Nhi waited for two seconds, then her anger tempted her to think of the most disturbing question: “Who do you like more, Mom or me?” But, that was an absurd inquiry that she managed to keep herself from uttering. She suddenly remembered how when Mom was throwing a tantrum at her and calling her something like “worthless or heartless trash” two hours ago, he was the one who talked back for her; he said: “Mom, you are always hurting other people.”

Thinking of those words, she was moved. Her little brother was such a gift in her life. He was both a sibling and a bestfriend. This little boy, when being influenced by her, in turn influenced her back.

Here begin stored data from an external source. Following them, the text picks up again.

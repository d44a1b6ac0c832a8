// ==========================================
// 工程报价系统 - 配置层
// ==========================================
// 职责: 默认利润率、导入同义词表的加载与覆写
// 存储: config_kv 表
// ==========================================

pub mod config_manager;
pub mod pricing_config;

// 重导出
pub use config_manager::{config_keys, ConfigManager};
pub use pricing_config::{ColumnSynonyms, MarginDefaults, PricingConfigReader, StaticPricingConfig};
// ==========================================
// 工程报价系统 - 报价汇总
// ==========================================
// 输出: Margin Cascade 计算结果（展示口径，金额取整）
// ==========================================

use serde::{Deserialize, Serialize};

/// 实际参与计算的利润率（百分比，不取整）
#[derive(Debug, Clone, Copy, PartialEq, Serialize, Deserialize)]
pub struct AppliedMargins {
    pub materials: f64,
    pub labor: f64,
    pub general: f64,
}

/// 报价汇总
///
/// 金额字段均四舍五入到整数货币单位；中间计算链不取整。
#[derive(Debug, Clone, PartialEq, Serialize, Deserialize)]
pub struct QuotationSummary {
    pub cost_materials: i64,
    pub cost_labor: i64,
    pub sale_materials: i64,
    pub sale_labor: i64,
    pub net_subtotal: i64,
    pub final_total: i64,
    pub realized_profit: i64,
    pub margins: AppliedMargins,
    pub line_count: usize,
}
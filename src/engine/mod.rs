// ==========================================
// 工程报价系统 - 引擎层
// ==========================================
// 职责: 计价规则（价格快照、利润率级联）
// 红线: Engine 不拼 SQL，纯函数，无共享可变状态
// ==========================================

pub mod error;
pub mod margin_cascade;
pub mod price_snapshot;

// 重导出核心引擎
pub use error::{EngineError, EngineResult};
pub use margin_cascade::{
    compute_summary, round_currency, CascadeBreakdown, MarginCascadeCalculator,
};
pub use price_snapshot::{validate_quantity, PriceSnapshotCapture};
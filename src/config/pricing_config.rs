// ==========================================
// 工程报价系统 - 计价与导入配置值
// ==========================================
// 职责: 默认利润率、导入列名同义词表
// 红线: 以显式配置值传入计算器/解析器，不在引擎中硬编码
// ==========================================

use serde::{Deserialize, Serialize};
use std::error::Error;

// ==========================================
// MarginDefaults - 默认利润率（百分比）
// ==========================================
// 报价单利润率字段为 NULL 时在计算前回退到这里
#[derive(Debug, Clone, Copy, PartialEq, Serialize, Deserialize)]
pub struct MarginDefaults {
    pub materials: f64,
    pub labor: f64,
    pub general: f64,
}

impl Default for MarginDefaults {
    fn default() -> Self {
        Self {
            materials: 18.0,
            labor: 25.0,
            general: 20.0,
        }
    }
}

// ==========================================
// ColumnSynonyms - 导入列名同义词
// ==========================================
// 每个标准字段一个有序列表：大小写敏感，取第一个存在且非空的列
// 不做模糊匹配，标点/空格差异必须显式列出
#[derive(Debug, Clone, PartialEq, Serialize, Deserialize)]
#[serde(default)]
pub struct ColumnSynonyms {
    pub nombre: Vec<String>,
    pub valor_int: Vec<String>,
    pub codigo_1: Vec<String>,
    pub codigo_2: Vec<String>,
    pub marca: Vec<String>,
    pub unidad: Vec<String>,
    pub valor_normal: Vec<String>,
}

impl Default for ColumnSynonyms {
    fn default() -> Self {
        fn list(items: &[&str]) -> Vec<String> {
            items.iter().map(|s| s.to_string()).collect()
        }

        Self {
            nombre: list(&["nombre", "Nombre", "Descripcion"]),
            valor_int: list(&["valor_int", "Precio", "Valor Int."]),
            codigo_1: list(&["codigo_1", "Codigo"]),
            codigo_2: list(&["codigo_2", "Codigo 2"]),
            marca: list(&["marca", "Marca"]),
            unidad: list(&["unidad", "UN."]),
            valor_normal: list(&["valor_normal", "Valor Normal"]),
        }
    }
}

// ==========================================
// PricingConfigReader Trait
// ==========================================
// 实现者: ConfigManager（config_kv 表）、StaticPricingConfig（测试/嵌入）
pub trait PricingConfigReader: Send + Sync {
    /// 获取默认利润率
    ///
    /// # 默认值
    /// - 材料 18 / 人工 25 / 总体 20
    fn get_margin_defaults(&self) -> Result<MarginDefaults, Box<dyn Error>>;

    /// 获取导入列名同义词表
    fn get_column_synonyms(&self) -> Result<ColumnSynonyms, Box<dyn Error>>;
}

/// 固定配置（不读库）
#[derive(Debug, Clone, Default)]
pub struct StaticPricingConfig {
    pub margins: MarginDefaults,
    pub synonyms: ColumnSynonyms,
}

impl PricingConfigReader for StaticPricingConfig {
    fn get_margin_defaults(&self) -> Result<MarginDefaults, Box<dyn Error>> {
        Ok(self.margins)
    }

    fn get_column_synonyms(&self) -> Result<ColumnSynonyms, Box<dyn Error>> {
        Ok(self.synonyms.clone())
    }
}

#[cfg(test)]
mod tests {
    use super::*;

    #[test]
    fn test_margin_defaults() {
        let d = MarginDefaults::default();
        assert_eq!((d.materials, d.labor, d.general), (18.0, 25.0, 20.0));
    }

    #[test]
    fn test_partial_synonym_override_keeps_other_fields() {
        let s: ColumnSynonyms = serde_json::from_str(r#"{"nombre":["Item"]}"#).unwrap();
        assert_eq!(s.nombre, vec!["Item".to_string()]);
        assert_eq!(s.valor_int, ColumnSynonyms::default().valor_int);
    }
}
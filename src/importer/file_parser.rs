// ==========================================
// 工程报价系统 - 文件解析器实现
// ==========================================
// 支持: Excel (.xlsx/.xls/.ods，仅第一个工作表) / CSV (.csv)
// 输入: 文件路径 或 上传缓冲区
// 说明: 表头按原文保留（不去空格），列名匹配只认显式列出的写法
// 说明: 行号为表头之后的数据行序号，空白行保留（由行解析计为跳过）
// ==========================================

use crate::importer::error::{ImportError, ImportResult};
use crate::importer::material_importer_trait::{FileParser, RawRow, SourceRow};
use calamine::{open_workbook_auto, open_workbook_auto_from_rs, Data, Range, Reader};
use csv::{ByteRecord, ReaderBuilder};
use std::collections::HashMap;
use std::fs::File;
use std::io::{Cursor, Read, Seek};
use std::path::Path;

// ==========================================
// CSV Parser 实现
// ==========================================
// 逐行按 UTF-8 解码：某一行解码失败只影响该行
pub struct CsvParser;

impl CsvParser {
    fn read_records<R: std::io::Read>(&self, source: R) -> ImportResult<Vec<SourceRow>> {
        let mut reader = ReaderBuilder::new()
            .has_headers(true)
            .flexible(true) // 允许行长度不一致
            .from_reader(source);

        // 表头无法解码时按有损转换，此类列名不会命中任何同义词
        let headers: Vec<String> = reader
            .byte_headers()?
            .iter()
            .map(|h| String::from_utf8_lossy(h).into_owned())
            .collect();

        let mut records = Vec::new();
        for (idx, result) in reader.byte_records().enumerate() {
            let record = result?;
            let cells = decode_record(&headers, &record)
                .map_err(|e| format!("无效的 UTF-8 编码: {}", e));

            records.push(SourceRow {
                row_number: idx + 1,
                cells,
            });
        }

        Ok(records)
    }
}

/// 按表头解码一行
fn decode_record(headers: &[String], record: &ByteRecord) -> Result<RawRow, std::str::Utf8Error> {
    let mut row_map = HashMap::new();

    for (col_idx, raw) in record.iter().enumerate() {
        if let Some(header) = headers.get(col_idx) {
            row_map.insert(header.clone(), std::str::from_utf8(raw)?.to_string());
        }
    }

    Ok(row_map)
}

impl FileParser for CsvParser {
    fn parse_to_raw_records(&self, file_path: &Path) -> ImportResult<Vec<SourceRow>> {
        if !file_path.exists() {
            return Err(ImportError::FileNotFound(file_path.display().to_string()));
        }

        let ext = extension_of(&file_path.to_string_lossy());
        if ext != "csv" {
            return Err(ImportError::UnsupportedFormat(ext));
        }

        let file = File::open(file_path)?;
        self.read_records(file)
    }

    fn parse_bytes(&self, bytes: &[u8]) -> ImportResult<Vec<SourceRow>> {
        self.read_records(bytes)
    }
}

// ==========================================
// Excel Parser 实现
// ==========================================
pub struct ExcelParser;

impl FileParser for ExcelParser {
    fn parse_to_raw_records(&self, file_path: &Path) -> ImportResult<Vec<SourceRow>> {
        if !file_path.exists() {
            return Err(ImportError::FileNotFound(file_path.display().to_string()));
        }

        let ext = extension_of(&file_path.to_string_lossy());
        if !matches!(ext.as_str(), "xlsx" | "xls" | "ods") {
            return Err(ImportError::UnsupportedFormat(ext));
        }

        let mut workbook = open_workbook_auto(file_path)?;
        read_first_sheet(&mut workbook)
    }

    fn parse_bytes(&self, bytes: &[u8]) -> ImportResult<Vec<SourceRow>> {
        let mut workbook = open_workbook_auto_from_rs(Cursor::new(bytes.to_vec()))?;
        read_first_sheet(&mut workbook)
    }
}

/// 读取第一个工作表：首行为表头，其余为数据行
fn read_first_sheet<RS, R>(workbook: &mut R) -> ImportResult<Vec<SourceRow>>
where
    RS: Read + Seek,
    R: Reader<RS>,
    R::Error: std::fmt::Display,
{
    let sheet_names = workbook.sheet_names();
    let sheet_name = sheet_names
        .first()
        .cloned()
        .ok_or_else(|| ImportError::ExcelParseError("Excel 文件无工作表".to_string()))?;

    let range = workbook
        .worksheet_range(&sheet_name)
        .map_err(|e| ImportError::ExcelParseError(e.to_string()))?;

    Ok(rows_from_range(&range))
}

fn rows_from_range(range: &Range<Data>) -> Vec<SourceRow> {
    let mut rows = range.rows();
    let headers: Vec<String> = match rows.next() {
        Some(header_row) => header_row.iter().map(|cell| cell.to_string()).collect(),
        None => return Vec::new(),
    };

    let mut records = Vec::new();
    for (idx, data_row) in rows.enumerate() {
        let mut row_map = HashMap::new();

        for (col_idx, cell) in data_row.iter().enumerate() {
            if let Some(header) = headers.get(col_idx) {
                // 无表头的列不参与映射
                if header.is_empty() {
                    continue;
                }
                row_map.insert(header.clone(), cell.to_string());
            }
        }

        records.push(SourceRow::new(idx + 1, row_map));
    }

    records
}

// ==========================================
// 通用文件解析器（根据扩展名自动选择）
// ==========================================
#[derive(Debug, Clone, Copy, Default)]
pub struct UniversalFileParser;

impl UniversalFileParser {
    pub fn parse<P: AsRef<Path>>(&self, file_path: P) -> ImportResult<Vec<SourceRow>> {
        let path = file_path.as_ref();
        let ext = extension_of(&path.to_string_lossy());

        match ext.as_str() {
            "csv" => CsvParser.parse_to_raw_records(path),
            "xlsx" | "xls" | "ods" => ExcelParser.parse_to_raw_records(path),
            _ => Err(ImportError::UnsupportedFormat(ext)),
        }
    }

    /// 解析上传内容（按原始文件名识别格式）
    pub fn parse_bytes(&self, file_name: &str, bytes: &[u8]) -> ImportResult<Vec<SourceRow>> {
        let ext = extension_of(file_name);

        match ext.as_str() {
            "csv" => CsvParser.parse_bytes(bytes),
            "xlsx" | "xls" | "ods" => ExcelParser.parse_bytes(bytes),
            _ => Err(ImportError::UnsupportedFormat(ext)),
        }
    }
}

/// 小写扩展名（无扩展名时为空串）
fn extension_of(file_name: &str) -> String {
    Path::new(file_name)
        .extension()
        .and_then(|e| e.to_str())
        .unwrap_or("")
        .to_lowercase()
}

#[cfg(test)]
mod tests {
    use super::*;
    use std::io::Write;
    use tempfile::Builder;

    fn fixture(name: &str) -> std::path::PathBuf {
        Path::new(env!("CARGO_MANIFEST_DIR"))
            .join("tests")
            .join("fixtures")
            .join(name)
    }

    fn cells(row: &SourceRow) -> &RawRow {
        row.cells.as_ref().unwrap()
    }

    #[test]
    fn test_csv_parser_valid_file() {
        let mut temp_file = Builder::new().suffix(".csv").tempfile().unwrap();
        writeln!(temp_file, "nombre,Valor Int.,UN.").unwrap();
        writeln!(temp_file, "Cable THHN,450,m").unwrap();
        writeln!(temp_file, "Tubo PVC,1200,C/u").unwrap();

        let records = CsvParser.parse_to_raw_records(temp_file.path()).unwrap();

        assert_eq!(records.len(), 2);
        assert_eq!(records[0].row_number, 1);
        assert_eq!(cells(&records[0]).get("nombre"), Some(&"Cable THHN".to_string()));
        assert_eq!(cells(&records[0]).get("Valor Int."), Some(&"450".to_string()));
    }

    #[test]
    fn test_csv_parser_file_not_found() {
        let result = CsvParser.parse_to_raw_records(Path::new("non_existent.csv"));
        assert!(matches!(result, Err(ImportError::FileNotFound(_))));
    }

    #[test]
    fn test_csv_blank_rows_keep_numbering() {
        let data = "nombre,valor_int\nCable,450\n,\n,\nTubo,abc\n";
        let records = CsvParser.parse_bytes(data.as_bytes()).unwrap();

        assert_eq!(records.len(), 4);
        assert!(cells(&records[1]).values().all(|v| v.is_empty()));
        assert_eq!(records[3].row_number, 4);
        assert_eq!(cells(&records[3]).get("nombre"), Some(&"Tubo".to_string()));
    }

    #[test]
    fn test_csv_undecodable_row_fails_alone() {
        // 第 2 行为 Windows-1252 编码的 "Caño"
        let data: &[u8] = b"nombre,valor_int\nCable,450\nCa\xF1o PVC,1200\nFoco,2990\n";
        let records = CsvParser.parse_bytes(data).unwrap();

        assert_eq!(records.len(), 3);
        assert!(records[0].cells.is_ok());
        assert_eq!(records[1].row_number, 2);
        assert!(records[1].cells.as_ref().unwrap_err().contains("UTF-8"));
        assert_eq!(cells(&records[2]).get("nombre"), Some(&"Foco".to_string()));
    }

    #[test]
    fn test_headers_kept_verbatim() {
        let data = " nombre,valor_int\nCable,450\n";
        let records = CsvParser.parse_bytes(data.as_bytes()).unwrap();
        assert!(cells(&records[0]).contains_key(" nombre"));
        assert!(!cells(&records[0]).contains_key("nombre"));
    }

    #[test]
    fn test_universal_parser_rejects_unknown_extension() {
        let result = UniversalFileParser.parse_bytes("catalogo.pdf", b"%PDF");
        assert!(matches!(result, Err(ImportError::UnsupportedFormat(ext)) if ext == "pdf"));
    }

    #[test]
    fn test_universal_parser_dispatches_csv_bytes() {
        let records = UniversalFileParser
            .parse_bytes("Catalogo.CSV", "Nombre,Precio\nFoco LED,2990\n".as_bytes())
            .unwrap();
        assert_eq!(records.len(), 1);
        assert_eq!(cells(&records[0]).get("Precio"), Some(&"2990".to_string()));
    }

    #[test]
    fn test_excel_fixture_numeric_cells_and_unnamed_column() {
        let records = ExcelParser
            .parse_to_raw_records(&fixture("lista_precios.xlsx"))
            .unwrap();

        assert_eq!(records.len(), 5);

        let cable = cells(&records[0]);
        assert_eq!(cable.get("Descripcion"), Some(&"Cable THHN 12 AWG".to_string()));
        assert_eq!(cable.get("Valor Int."), Some(&"450".to_string()));
        assert!(!cable.contains_key(""));

        assert_eq!(cells(&records[1]).get("Valor Int."), Some(&"2990.5".to_string()));
        assert!(cells(&records[2]).values().all(|v| v.is_empty()));
        assert_eq!(records[3].row_number, 4);
    }

    #[test]
    fn test_excel_bytes_match_file() {
        let path = fixture("lista_precios.xlsx");
        let bytes = std::fs::read(&path).unwrap();

        let from_bytes = UniversalFileParser.parse_bytes("lista_precios.xlsx", &bytes).unwrap();
        let from_file = UniversalFileParser.parse(&path).unwrap();
        assert_eq!(from_bytes, from_file);
    }

    #[test]
    fn test_excel_bytes_garbage_is_parse_error() {
        let result = ExcelParser.parse_bytes(b"not a workbook");
        assert!(matches!(result, Err(ImportError::ExcelParseError(_))));
    }
}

“What are you thinking?” Nhi asked.

“Nothing.”

How come you think nothing? You should at least tell me: “Nhi, don’t be sad anymore.” I was with you all the time, encouraging you when parents just don’t know what is going on with our lives.

“What did you think when I cried because of Mom then?”

“I didn’t think anything.”

Ugh

“Come on, you must have thought something. I was crying.”

“I didn’t think of anything because I felt sad.”

“Why?”

“Because you were sad.”

He then pulled the blanket to cover his face and went to sleep.